For the word "once", return each line of the data in which it occurs.

[Dataset records]
BEGIN

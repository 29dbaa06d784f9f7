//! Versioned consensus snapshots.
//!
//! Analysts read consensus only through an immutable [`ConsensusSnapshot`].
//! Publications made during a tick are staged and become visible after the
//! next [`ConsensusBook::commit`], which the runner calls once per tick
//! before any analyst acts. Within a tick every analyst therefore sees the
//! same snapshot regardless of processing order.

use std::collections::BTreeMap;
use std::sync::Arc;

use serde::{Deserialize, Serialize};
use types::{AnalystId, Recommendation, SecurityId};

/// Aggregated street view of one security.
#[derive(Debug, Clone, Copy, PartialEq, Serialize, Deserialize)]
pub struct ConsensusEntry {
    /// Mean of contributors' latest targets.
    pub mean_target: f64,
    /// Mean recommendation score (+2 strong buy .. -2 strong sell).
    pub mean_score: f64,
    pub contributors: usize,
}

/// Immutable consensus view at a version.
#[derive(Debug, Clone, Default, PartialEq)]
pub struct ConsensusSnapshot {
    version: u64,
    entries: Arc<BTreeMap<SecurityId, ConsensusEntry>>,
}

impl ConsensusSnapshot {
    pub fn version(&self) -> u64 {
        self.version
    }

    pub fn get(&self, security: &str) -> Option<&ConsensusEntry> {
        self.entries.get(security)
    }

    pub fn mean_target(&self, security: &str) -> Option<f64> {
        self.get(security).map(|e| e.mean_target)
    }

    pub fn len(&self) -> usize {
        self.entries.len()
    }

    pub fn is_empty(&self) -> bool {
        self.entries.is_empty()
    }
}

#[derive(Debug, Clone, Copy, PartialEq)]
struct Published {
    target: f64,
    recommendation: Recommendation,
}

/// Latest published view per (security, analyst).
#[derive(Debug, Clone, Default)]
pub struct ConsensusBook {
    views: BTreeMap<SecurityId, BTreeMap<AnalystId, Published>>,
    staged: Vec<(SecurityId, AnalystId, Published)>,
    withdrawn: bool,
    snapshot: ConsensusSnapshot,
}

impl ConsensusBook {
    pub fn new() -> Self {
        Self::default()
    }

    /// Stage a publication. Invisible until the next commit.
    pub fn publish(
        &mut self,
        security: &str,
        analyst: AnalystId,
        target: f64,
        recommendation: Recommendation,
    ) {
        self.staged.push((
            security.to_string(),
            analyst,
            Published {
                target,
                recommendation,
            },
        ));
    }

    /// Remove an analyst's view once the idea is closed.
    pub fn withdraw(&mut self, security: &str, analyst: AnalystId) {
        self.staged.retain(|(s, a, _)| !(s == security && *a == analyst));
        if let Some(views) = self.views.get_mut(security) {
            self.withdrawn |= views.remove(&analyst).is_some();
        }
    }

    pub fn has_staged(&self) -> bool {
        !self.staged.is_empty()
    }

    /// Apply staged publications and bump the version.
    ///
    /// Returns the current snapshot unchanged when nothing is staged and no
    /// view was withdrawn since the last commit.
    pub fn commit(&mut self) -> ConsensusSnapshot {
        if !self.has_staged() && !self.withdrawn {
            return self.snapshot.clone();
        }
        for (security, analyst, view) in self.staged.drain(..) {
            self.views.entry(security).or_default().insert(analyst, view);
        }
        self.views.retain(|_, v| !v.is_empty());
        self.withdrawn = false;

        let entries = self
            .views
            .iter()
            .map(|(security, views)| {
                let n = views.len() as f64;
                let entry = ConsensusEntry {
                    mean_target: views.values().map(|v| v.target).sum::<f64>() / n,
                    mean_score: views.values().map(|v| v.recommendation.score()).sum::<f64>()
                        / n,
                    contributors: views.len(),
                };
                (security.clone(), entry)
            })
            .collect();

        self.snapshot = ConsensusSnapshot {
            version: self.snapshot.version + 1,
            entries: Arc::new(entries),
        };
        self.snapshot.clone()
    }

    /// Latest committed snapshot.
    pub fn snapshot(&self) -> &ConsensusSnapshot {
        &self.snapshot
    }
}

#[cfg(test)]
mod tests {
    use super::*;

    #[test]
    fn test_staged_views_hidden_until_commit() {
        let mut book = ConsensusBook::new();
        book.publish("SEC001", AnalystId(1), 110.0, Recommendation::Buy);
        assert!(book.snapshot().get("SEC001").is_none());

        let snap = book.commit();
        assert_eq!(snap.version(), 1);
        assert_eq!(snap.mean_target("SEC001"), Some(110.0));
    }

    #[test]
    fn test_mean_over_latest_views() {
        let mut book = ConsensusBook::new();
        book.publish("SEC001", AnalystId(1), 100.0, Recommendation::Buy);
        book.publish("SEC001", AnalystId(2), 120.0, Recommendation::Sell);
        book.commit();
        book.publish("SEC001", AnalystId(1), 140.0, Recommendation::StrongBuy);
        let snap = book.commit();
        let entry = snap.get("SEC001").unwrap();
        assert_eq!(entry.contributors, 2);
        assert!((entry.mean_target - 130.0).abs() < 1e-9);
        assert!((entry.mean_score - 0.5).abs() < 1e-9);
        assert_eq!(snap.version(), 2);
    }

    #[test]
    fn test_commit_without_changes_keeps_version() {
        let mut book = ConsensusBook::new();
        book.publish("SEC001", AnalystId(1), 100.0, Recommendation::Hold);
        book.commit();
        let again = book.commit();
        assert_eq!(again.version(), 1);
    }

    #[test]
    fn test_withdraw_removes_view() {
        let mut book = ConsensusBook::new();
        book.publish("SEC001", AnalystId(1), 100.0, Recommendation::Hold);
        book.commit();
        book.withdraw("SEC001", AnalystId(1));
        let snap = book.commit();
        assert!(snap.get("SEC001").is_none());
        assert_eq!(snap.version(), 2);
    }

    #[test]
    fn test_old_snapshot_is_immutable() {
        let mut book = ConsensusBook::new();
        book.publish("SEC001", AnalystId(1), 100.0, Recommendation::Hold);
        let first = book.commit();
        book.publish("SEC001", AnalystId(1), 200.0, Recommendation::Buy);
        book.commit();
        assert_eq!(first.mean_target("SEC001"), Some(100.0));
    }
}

END
BEGIN

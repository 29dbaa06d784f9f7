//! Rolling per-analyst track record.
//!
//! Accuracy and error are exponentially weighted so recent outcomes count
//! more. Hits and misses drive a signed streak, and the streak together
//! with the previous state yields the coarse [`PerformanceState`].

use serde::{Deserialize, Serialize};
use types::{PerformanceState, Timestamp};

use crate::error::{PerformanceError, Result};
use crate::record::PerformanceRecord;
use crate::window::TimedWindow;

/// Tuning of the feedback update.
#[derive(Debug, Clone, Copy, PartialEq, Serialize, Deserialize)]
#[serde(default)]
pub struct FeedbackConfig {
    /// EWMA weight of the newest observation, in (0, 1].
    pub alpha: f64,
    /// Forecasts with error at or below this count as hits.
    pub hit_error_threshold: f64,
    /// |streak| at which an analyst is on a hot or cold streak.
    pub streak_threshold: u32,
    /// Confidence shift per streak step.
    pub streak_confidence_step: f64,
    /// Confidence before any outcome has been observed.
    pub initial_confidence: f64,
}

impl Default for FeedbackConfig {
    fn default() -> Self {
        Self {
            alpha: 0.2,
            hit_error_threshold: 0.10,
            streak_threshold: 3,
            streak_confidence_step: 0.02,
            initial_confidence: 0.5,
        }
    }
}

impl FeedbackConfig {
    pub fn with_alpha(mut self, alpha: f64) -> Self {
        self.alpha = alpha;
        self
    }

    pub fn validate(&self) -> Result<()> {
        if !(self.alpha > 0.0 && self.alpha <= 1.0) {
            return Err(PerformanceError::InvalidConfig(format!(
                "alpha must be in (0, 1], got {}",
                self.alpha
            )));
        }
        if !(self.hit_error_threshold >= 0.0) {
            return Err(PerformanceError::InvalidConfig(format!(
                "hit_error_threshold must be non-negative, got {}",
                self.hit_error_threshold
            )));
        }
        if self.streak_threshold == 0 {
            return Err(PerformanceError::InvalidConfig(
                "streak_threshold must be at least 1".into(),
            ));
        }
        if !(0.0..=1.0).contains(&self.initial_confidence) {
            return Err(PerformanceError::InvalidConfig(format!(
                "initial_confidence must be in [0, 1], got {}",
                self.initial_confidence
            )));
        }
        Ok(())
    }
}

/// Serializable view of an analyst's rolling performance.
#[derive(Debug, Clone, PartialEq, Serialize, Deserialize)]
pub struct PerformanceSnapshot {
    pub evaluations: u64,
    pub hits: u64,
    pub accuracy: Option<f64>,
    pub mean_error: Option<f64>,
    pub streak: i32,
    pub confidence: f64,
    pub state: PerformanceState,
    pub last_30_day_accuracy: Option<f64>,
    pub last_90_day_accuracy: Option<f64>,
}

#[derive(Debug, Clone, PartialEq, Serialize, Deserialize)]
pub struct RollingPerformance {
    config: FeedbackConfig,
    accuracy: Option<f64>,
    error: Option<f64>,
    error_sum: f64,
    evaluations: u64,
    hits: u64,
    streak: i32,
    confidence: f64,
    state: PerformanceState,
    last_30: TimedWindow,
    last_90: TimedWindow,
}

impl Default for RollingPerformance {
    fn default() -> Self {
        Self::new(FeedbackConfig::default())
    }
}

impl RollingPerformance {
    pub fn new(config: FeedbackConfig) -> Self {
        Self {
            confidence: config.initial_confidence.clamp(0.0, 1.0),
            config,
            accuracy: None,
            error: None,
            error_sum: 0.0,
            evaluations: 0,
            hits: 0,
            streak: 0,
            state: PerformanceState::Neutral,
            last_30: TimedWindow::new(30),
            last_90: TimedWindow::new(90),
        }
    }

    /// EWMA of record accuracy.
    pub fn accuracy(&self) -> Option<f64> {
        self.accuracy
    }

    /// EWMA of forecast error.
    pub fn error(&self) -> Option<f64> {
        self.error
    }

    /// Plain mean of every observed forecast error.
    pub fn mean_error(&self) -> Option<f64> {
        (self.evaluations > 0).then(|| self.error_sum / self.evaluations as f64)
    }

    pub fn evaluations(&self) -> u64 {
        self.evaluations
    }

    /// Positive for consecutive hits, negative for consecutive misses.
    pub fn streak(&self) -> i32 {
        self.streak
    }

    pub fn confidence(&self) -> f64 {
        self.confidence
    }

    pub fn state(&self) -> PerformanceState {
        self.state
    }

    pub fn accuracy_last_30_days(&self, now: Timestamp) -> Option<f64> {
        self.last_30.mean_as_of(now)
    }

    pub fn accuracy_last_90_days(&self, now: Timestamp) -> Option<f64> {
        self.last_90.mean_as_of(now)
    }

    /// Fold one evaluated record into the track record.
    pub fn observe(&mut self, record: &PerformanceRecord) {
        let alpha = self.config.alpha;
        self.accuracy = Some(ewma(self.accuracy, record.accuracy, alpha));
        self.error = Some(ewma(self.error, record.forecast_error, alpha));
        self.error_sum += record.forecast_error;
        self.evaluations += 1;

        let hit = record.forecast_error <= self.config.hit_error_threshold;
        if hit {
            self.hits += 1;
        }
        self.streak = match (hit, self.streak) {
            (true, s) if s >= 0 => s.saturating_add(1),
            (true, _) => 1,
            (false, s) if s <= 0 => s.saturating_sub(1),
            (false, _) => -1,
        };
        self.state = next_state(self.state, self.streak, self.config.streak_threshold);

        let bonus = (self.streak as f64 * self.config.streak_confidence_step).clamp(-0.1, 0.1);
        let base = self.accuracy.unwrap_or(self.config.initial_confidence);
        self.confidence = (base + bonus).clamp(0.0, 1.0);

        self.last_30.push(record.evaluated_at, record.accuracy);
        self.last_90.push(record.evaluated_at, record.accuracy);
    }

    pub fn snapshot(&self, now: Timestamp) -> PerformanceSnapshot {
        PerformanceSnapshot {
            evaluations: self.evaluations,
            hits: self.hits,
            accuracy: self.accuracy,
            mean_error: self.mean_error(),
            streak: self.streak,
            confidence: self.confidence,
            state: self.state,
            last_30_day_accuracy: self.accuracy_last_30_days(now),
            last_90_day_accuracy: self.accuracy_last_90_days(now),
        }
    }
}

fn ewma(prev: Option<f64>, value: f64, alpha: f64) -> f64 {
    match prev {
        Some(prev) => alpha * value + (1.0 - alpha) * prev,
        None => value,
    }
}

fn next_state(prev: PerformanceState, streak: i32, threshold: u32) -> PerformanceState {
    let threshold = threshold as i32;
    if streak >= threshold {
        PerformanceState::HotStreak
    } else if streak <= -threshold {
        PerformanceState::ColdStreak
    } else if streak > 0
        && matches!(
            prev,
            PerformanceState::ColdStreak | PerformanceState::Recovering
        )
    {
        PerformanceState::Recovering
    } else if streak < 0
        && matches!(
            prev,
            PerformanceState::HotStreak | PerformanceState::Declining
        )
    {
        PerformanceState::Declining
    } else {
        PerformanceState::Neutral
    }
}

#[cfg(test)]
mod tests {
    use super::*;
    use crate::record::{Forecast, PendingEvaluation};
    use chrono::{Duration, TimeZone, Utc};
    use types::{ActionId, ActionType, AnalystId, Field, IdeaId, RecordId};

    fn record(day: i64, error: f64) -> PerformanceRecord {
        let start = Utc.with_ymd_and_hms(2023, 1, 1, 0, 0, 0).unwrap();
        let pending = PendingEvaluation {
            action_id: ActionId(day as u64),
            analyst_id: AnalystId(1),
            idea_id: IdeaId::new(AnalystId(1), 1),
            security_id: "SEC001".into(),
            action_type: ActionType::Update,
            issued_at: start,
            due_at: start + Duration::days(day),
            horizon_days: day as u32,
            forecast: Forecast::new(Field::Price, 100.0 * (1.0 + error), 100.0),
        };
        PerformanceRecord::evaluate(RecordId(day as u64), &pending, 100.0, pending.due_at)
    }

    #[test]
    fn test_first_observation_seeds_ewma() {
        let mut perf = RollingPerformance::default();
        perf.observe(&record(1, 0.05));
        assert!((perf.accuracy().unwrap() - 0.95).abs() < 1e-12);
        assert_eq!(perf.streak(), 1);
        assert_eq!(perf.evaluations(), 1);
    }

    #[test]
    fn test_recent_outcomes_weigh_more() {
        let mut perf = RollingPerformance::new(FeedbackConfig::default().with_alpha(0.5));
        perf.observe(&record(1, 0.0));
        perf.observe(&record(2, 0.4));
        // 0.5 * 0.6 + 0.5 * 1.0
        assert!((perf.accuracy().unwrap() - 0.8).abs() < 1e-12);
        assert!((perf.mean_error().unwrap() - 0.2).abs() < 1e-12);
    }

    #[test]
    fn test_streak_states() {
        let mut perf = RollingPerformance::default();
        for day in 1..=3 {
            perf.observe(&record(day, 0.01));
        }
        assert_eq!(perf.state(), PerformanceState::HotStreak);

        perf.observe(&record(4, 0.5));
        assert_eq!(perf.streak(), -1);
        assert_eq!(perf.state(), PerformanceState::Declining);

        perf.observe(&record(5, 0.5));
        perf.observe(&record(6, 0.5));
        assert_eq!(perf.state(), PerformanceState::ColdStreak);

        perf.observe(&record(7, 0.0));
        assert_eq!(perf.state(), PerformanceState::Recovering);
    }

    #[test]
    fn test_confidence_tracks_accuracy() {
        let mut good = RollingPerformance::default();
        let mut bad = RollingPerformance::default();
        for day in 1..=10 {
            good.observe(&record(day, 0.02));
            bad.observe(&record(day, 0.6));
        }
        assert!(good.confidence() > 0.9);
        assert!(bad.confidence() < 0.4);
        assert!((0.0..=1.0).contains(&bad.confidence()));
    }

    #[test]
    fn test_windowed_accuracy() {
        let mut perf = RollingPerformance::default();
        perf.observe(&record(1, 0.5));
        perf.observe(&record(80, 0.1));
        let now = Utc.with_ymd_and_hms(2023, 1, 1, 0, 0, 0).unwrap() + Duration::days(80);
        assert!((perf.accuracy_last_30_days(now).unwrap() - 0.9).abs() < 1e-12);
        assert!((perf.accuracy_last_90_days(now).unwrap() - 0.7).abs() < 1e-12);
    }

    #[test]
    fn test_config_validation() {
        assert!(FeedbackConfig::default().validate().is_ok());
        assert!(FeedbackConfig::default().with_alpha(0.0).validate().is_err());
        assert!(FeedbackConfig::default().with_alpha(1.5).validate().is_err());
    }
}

END

### Reply
//! next [`ConsensusBook::commit`], which the runner calls once per tick
    /// Remove an analyst's view once the idea is closed.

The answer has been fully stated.